Da tempo, circa un ventennio coincidente con la privatizzazione della contrattazione pubblica, assistiamo allo stucchevole dibattito sulla mistica della valutazione del personale applicato ai dipendenti pubblici. Per l’affermazione di questo inutile e costoso strumento fu addirittura istituito un organismo nazionale.

Non è questo il luogo per contestare, o semplicemente ridicolizzare, i sostenitori sia di parte accademica che di parte dirigenziale. Basterebbe solo mettere a confronto il modello di valutazione che si usa per la dirigenza e quello che si utilizza per i dipendenti!

Nel senso che, anche a voler accettare questo strumento di organizzazione, nella pratica si dimostra che impera una disonestà intellettuale. La valutazione non è fondata su basi oggettive (indicatori, fattori, misurazioni, etc..), ma soggiace alle regole dell’opportunismo o della discrezionalità, oppure ancora peggio (solito refrain italiano), alla regola del dobbiamo farlo perché ce lo chiede la legge o il contratto. I primi responsabili di questa idiozia sono i sindacati confederali che hanno firmato.

Comunque, nel nostro ambito lavorativo lo schema di la valutazione non ha criteri e metodi oggettivi, ma è incentrata sulla misurazione dei comportamenti individuali del lavoratore che lo espone alla percezione del suo valutatore e non all’effettivo lavoro svolto.

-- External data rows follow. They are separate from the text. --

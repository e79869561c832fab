//! Timer facility consumed by the debounce scheduler.

use std::time::Duration;

/// Deferred work handed to a timer.
pub type TimerCallback = Box<dyn FnOnce() + Send + 'static>;

/// Schedule-after-delay / cancel capability provided by the host runtime.
///
/// Implementations only promise best-effort cancellation: a callback that is
/// already running when `cancel` is called may still complete. Callers that
/// need a hard "never runs" guarantee, such as [`Debouncer`](super::Debouncer),
/// tag each callback and ignore stale ones.
pub trait TimerFacility: Send + Sync + 'static {
    /// Handle identifying one scheduled callback.
    type Handle: Send + 'static;

    /// Run `callback` once after `delay` has elapsed.
    ///
    /// `callback` must never run before `schedule` returns, even for a zero
    /// `delay`. Callers may hold locks across this call that the callback
    /// takes again.
    fn schedule(&self, delay: Duration, callback: TimerCallback) -> Self::Handle;

    /// Cancel a scheduled callback. Cancelling a fired handle is a no-op.
    fn cancel(&self, handle: Self::Handle);
}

La valutazione risulta inoltre del tutto sganciata dal contesto organizzativo e gestionale in cui è calata. Sappiamo che una pessima struttura organizzativa, magari associata alle inadeguatezze dei responsabili restituisce una pessima performance organizzativa e condiziona anche la prestazione del singolo dipendente. E non è un caso se, come al solito, qualcuno mette prima le mani in ciò che è meno “scomodo” (per l’Amministrazione): siamo probabilmente l’unica Pubblica Amministrazione in cui sta provvedendo ad implementare la valutazione individuale senza aver prima valutato i profili organizzativi tramite la performance organizzativa. Ciò significa che si dà per scontato che siano solo i singoli lavoratori da “verificare”.  

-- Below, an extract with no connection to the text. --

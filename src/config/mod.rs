//! Configuration models for the auto-scroll wiring.

pub mod scroll;

pub use scroll::{AutoScrollConfig, ENV_PREFIX, MAX_DELAY_MS};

Di recente, l’Ateneo, con la scusa che glielo chiede la legge (il contratto formalmente lo prevede da un decennio), è tornato, infatti, all’attacco su questo fronte. Dal 2022 intende applicare questo strumento in modo strutturale con largo dispendio di risorse umane e pubbliche, con costi diretti e indiretti e zero benefici pubblici. Di sicuro però, si otterranno pessimi risultati nella gestione del personale, nel clima organizzativo già provato, competizione odiosa fra lavoratori, e tutte le dinamiche umane e organizzative già note. Praticamente una perversione sadica. Si colpisce la grande platea dei dipendenti, si tutelano i vertici di I, II e III livello e le relative indennità. Con buona pace dell’obiettivo teorico che si vuole perseguire, ovvero rafforzare le motivazioni del lavoratore e la sua crescita professionale!

CUB SUR a questo scempio non partecipa e intraprenderà ogni iniziativa opportuna per il ritiro di questo inutile e odioso strumento di dominio o di solo fastidio per la serenità e la dignità dei lavoratori e delle lavoratrici.